Our research at Szeghalom-Kovácshalom and Vésztő-Mágor revealed surprisingly divergent patterns in the trajectories of evolution of these two nearby, contemporary, Late Neolithic tell-based centers. Excavations at the sites confirmed through stylistic and absolute dating that both settlements were found at almost exactly the same time – during the Szakálhát phase of the Middle Neolithic, about 5,300 BC – but almost immediately both sites assumed different trajectories of evolution within their micro-regions. Throughout the Late Neolithic Vésztő-Mágor remained a densely occupied nucleated, tell settlement with no settlement features located beyond the multi-ditched fortification walls and ramparts.
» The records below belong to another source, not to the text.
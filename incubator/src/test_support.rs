//! Test doubles for providers and event sinks.

use std::collections::{BTreeSet, VecDeque};
use std::path::Path;
use std::sync::{Arc, Mutex};

use anyhow::{Result, anyhow};

use crate::io::config::{PipelineConfig, ProviderConfig};
use crate::io::events::{EventSink, PipelineEvent};
use crate::io::prompt::TaskKind;
use crate::io::provider::{MockProvider, Provider};

/// Replies with a fixed script of responses, one per call.
pub struct ScriptedProvider {
    name: String,
    native: bool,
    script: Mutex<VecDeque<Result<String, String>>>,
    prompts: Mutex<Vec<String>>,
}

impl ScriptedProvider {
    pub fn new(name: &str, script: Vec<Result<String, String>>) -> Self {
        Self {
            name: name.to_string(),
            native: false,
            script: Mutex::new(script.into()),
            prompts: Mutex::new(Vec::new()),
        }
    }

    pub fn natively_structured(mut self, native: bool) -> Self {
        self.native = native;
        self
    }

    pub fn calls(&self) -> usize {
        self.prompts().len()
    }

    pub fn prompts(&self) -> Vec<String> {
        self.prompts.lock().map(|p| p.clone()).unwrap_or_default()
    }
}

impl Provider for ScriptedProvider {
    fn name(&self) -> &str {
        &self.name
    }

    fn natively_structured(&self) -> bool {
        self.native
    }

    fn generate(&self, prompt: &str, _system: &str) -> Result<String> {
        if let Ok(mut prompts) = self.prompts.lock() {
            prompts.push(prompt.to_string());
        }
        let next = self
            .script
            .lock()
            .map_err(|_| anyhow!("script lock poisoned"))?
            .pop_front();
        match next {
            Some(Ok(reply)) => Ok(reply),
            Some(Err(message)) => Err(anyhow!(message)),
            None => Err(anyhow!("{} script exhausted", self.name)),
        }
    }
}

/// A [`MockProvider`] that fails (or panics) on selected tasks and records
/// every task it is asked to perform.
pub struct FlakyProvider {
    inner: MockProvider,
    fail_on: BTreeSet<&'static str>,
    panic_on: BTreeSet<&'static str>,
    message: String,
    seen: Mutex<Vec<TaskKind>>,
}

impl FlakyProvider {
    pub fn new(name: &str) -> Self {
        Self {
            inner: MockProvider::new(name),
            fail_on: BTreeSet::new(),
            panic_on: BTreeSet::new(),
            message: "provider timeout: slow".to_string(),
            seen: Mutex::new(Vec::new()),
        }
    }

    pub fn fail_on(mut self, task: TaskKind) -> Self {
        self.fail_on.insert(task.as_str());
        self
    }

    pub fn panic_on(mut self, task: TaskKind) -> Self {
        self.panic_on.insert(task.as_str());
        self
    }

    pub fn with_message(mut self, message: &str) -> Self {
        self.message = message.to_string();
        self
    }

    /// Tasks requested so far, in call order.
    pub fn tasks(&self) -> Vec<TaskKind> {
        self.seen.lock().map(|s| s.clone()).unwrap_or_default()
    }

    pub fn count(&self, task: TaskKind) -> usize {
        self.tasks().into_iter().filter(|t| *t == task).count()
    }
}

impl Provider for FlakyProvider {
    fn name(&self) -> &str {
        self.inner.name()
    }

    fn generate(&self, prompt: &str, system: &str) -> Result<String> {
        let task = prompt
            .lines()
            .next()
            .and_then(|line| line.strip_prefix("Task: "))
            .and_then(TaskKind::parse);
        if let Some(task) = task {
            if let Ok(mut seen) = self.seen.lock() {
                seen.push(task);
            }
            if self.panic_on.contains(task.as_str()) {
                panic!("{} crashed during {task}", self.name());
            }
            if self.fail_on.contains(task.as_str()) {
                return Err(anyhow!("{}", self.message));
            }
        }
        self.inner.generate(prompt, system)
    }
}

/// Keeps every emitted event in memory.
#[derive(Default)]
pub struct RecordingSink {
    events: Mutex<Vec<PipelineEvent>>,
}

impl RecordingSink {
    pub fn events(&self) -> Vec<PipelineEvent> {
        self.events.lock().map(|e| e.clone()).unwrap_or_default()
    }
}

impl EventSink for RecordingSink {
    fn emit(&self, event: &PipelineEvent) {
        if let Ok(mut events) = self.events.lock() {
            events.push(event.clone());
        }
    }
}

/// Config with mock providers named `names`, writing runs under `out_dir`.
pub fn mock_config(out_dir: &Path, names: &[&str]) -> PipelineConfig {
    PipelineConfig {
        concurrency: 2,
        ideas_per_provider: 2,
        out_dir: out_dir.to_path_buf(),
        providers: names.iter().map(|name| ProviderConfig::mock(name)).collect(),
        ..PipelineConfig::default()
    }
}

pub fn mock_providers(names: &[&str]) -> Vec<Arc<dyn Provider>> {
    names
        .iter()
        .map(|name| Arc::new(MockProvider::new(name)) as Arc<dyn Provider>)
        .collect()
}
By contrast, the settlement at Szeghalom-Kovácshalom also began as a tell settlement during the Szakálhát phase of the Middle Neolithic, but during the Late Neolithic the settlement exploded far beyond the limits of the modified natural moat that surrounded the tell when over 150 longhouses were established in the immediate vicinity. At that time, the central tell may have ceased being used primarily for residential purposes and it may have been used more for more communal activities, such as burial rituals.
Other, more subtle, differences in the trajectories of the two sites also can be identified in the phytolith and micromorphological analyses. For example, reed mats were commonly used to cover floor surfaces at Vésztő-Mágor, but they do not seem to have been used at Szeghalom-Kovácshalom. We attribute these differences to micro-regional variations that reflect hyper-local traditions that were retained for generations, even as these two nearby sites engaged with the broader Neolithic world. Both sites were abandoned by the end of the Neolithic period, when the villagers of the Körös Region established the dispersed settlements of the Early Copper Age.
The results of our research have been published in several peer-reviewed journals and book chapters. We will publish another monograph about this research in 2020.